Bei der Anmeldung begrüßt mich Vanessa, Managerin für Finanzen und Kundenbeziehungen. Ob ich über die Regeln Bescheid wisse? „Ja“, sage ich „Ron und ich haben letzte Woche miteinander gesprochen.“ Ron Poole-Dayan ist Vorstandsmitglied und Geschäftsführender Direktor von MHB. Als ich mich für die Veranstaltung akkreditieren wollte, bat Ron mich um ein Vorabgespräch via Zoom. „Wissen Sie“, sagte er, „wir haben schlechte Erfahrungen gemacht.

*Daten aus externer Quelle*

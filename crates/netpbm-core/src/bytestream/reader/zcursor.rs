/*
 * Copyright (c) 2023.
 *
 * This software is free software;
 *
 * You can redistribute it or modify it under terms of the MIT, Apache License or Zlib license
 */

use crate::bytestream::{ZByteIoError, ZByteReaderTrait};

/// A cursor over an in-memory buffer
///
/// This is the preferred source for decoding bytes already in memory,
/// it works with and without `std`.
pub struct ZCursor<T: AsRef<[u8]>> {
    stream:   T,
    position: usize
}

impl<T: AsRef<[u8]>> ZCursor<T> {
    pub fn new(buffer: T) -> ZCursor<T> {
        ZCursor {
            stream:   buffer,
            position: 0
        }
    }
    #[inline]
    fn len(&self) -> usize {
        self.stream.as_ref().len()
    }
}

impl<T: AsRef<[u8]>> ZByteReaderTrait for ZCursor<T> {
    #[inline(always)]
    fn read_bytes(&mut self, buf: &mut [u8]) -> Result<usize, ZByteIoError> {
        let read = self.peek_bytes(buf)?;
        self.position += read;
        Ok(read)
    }

    #[inline(always)]
    fn peek_bytes(&mut self, buf: &mut [u8]) -> Result<usize, ZByteIoError> {
        let start = core::cmp::min(self.position, self.len());
        let end = core::cmp::min(self.position.saturating_add(buf.len()), self.len());
        let slice = &self.stream.as_ref()[start..end];

        buf[..slice.len()].copy_from_slice(slice);
        Ok(slice.len())
    }

    #[inline(always)]
    fn skip_bytes(&mut self, num: usize) -> Result<(), ZByteIoError> {
        self.position = self.position.saturating_add(num).min(self.len());
        Ok(())
    }
}
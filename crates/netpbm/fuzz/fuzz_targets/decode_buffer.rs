#![no_main]

use libfuzzer_sys::fuzz_target;

fuzz_target!(|data: &[u8]| {
    use netpbm::netpbm_core::bytestream::ZCursor;
    use netpbm::netpbm_core::options::DecoderOptions;

    // keep allocations bounded, the header alone can ask for 16k x 16k
    let options = DecoderOptions::default()
        .set_max_width(1024)
        .set_max_height(1024);

    let mut decoder = netpbm::PnmDecoder::new_with_options(ZCursor::new(data), options);
    let _ = decoder.decode();
});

Ein russischer Journalist hat nach der Teilnahme einen homophoben Artikel veröffentlicht, und eine schwedische Journalistin ignorierte unsere Forderung, keine Fotos oder Videos während der Veranstaltung zu machen.“ Sein Rechtsberater ist auch mit im Call. Da ich über die Veranstaltung berichten möchte, akzeptiere ich die Vorgaben: Ich darf mit niemandem sprechen, keine Fotos oder Videos machen.

Nachdem Vanessa das nochmal wiederholt hat, kann ich den großen Saal mit Bühne und Videoleinwand betreten. Ich bleibe die einzige akkreditierte Medienvertreterin. Wie ich später erfahre, nahm eine Journalistin der NZZ verdeckt an der Veranstaltung teil, da sie über den offiziellen Weg abgelehnt wurde. Im Verlauf des Abends wird Ron auf die Frage aus dem Publikum, warum keine Medien hier seien, auf mich verweisen: „Immerhin haben wir eine Reporterin hier.“ Der Saal ist gut besucht. Mit etwa 120 Personen nehmen hauptsächlich schwule Paare an der Veranstaltung teil, wobei auch vereinzelt Männer ohne Begleitung die Veranstaltung besuchen.

Bei MHB geht es darum, schwule Männer über den Zugang zur Leihmutterschaft zu informieren. Die Veranstaltung ist öffentlich, Mitglieder zahlen 30, Nichtmitglieder 40 Euro für zweieinhalb Tage Programm. Auf ihrer Webseite bezeichnet sich MHB als „not-for-profit-corporation“, bei Instagram als „International nonprofit“ und verspricht ausführliche Vorträge und persönliche Beratungen von Rechts­ex­per­t:in­nen und Kinderwunschzentren.

Bevor der erste Redner die Bühne betritt, werden zwei Filme gezeigt: Väter mit ihrem Baby vor einem Weihnachtsbaum im Partnerlook, Väter, die mit ihrem Baby auf dem Sofa kuscheln, Väter, die mit ihren Babys und der Leihmutter zusammen glücklich in die Kamera schauen. Musikalisch untermalt ist der Film von Elton Johns „Blessed“. Wie passend, Elton John und sein Partner haben auch mithilfe einer Leihmutter Kinder bekommen. Im zweiten Film kann das Publikum dann ohne Vorwarnung sehen, wie ein Baby bei einer Hausgeburt geboren wird. In der nächsten Einstellung trägt das Baby einen Strampler mit der Aufschrift „Made with love and science“ (gemacht mit Liebe und Wissenschaft). Beide Clips sind ziemlich kitschig, denke ich. Aber sie zeigen wohl genau den Moment, nach dem sich viele schwule Paare sehnen: eine eigene Familie mit Kindern zu gründen.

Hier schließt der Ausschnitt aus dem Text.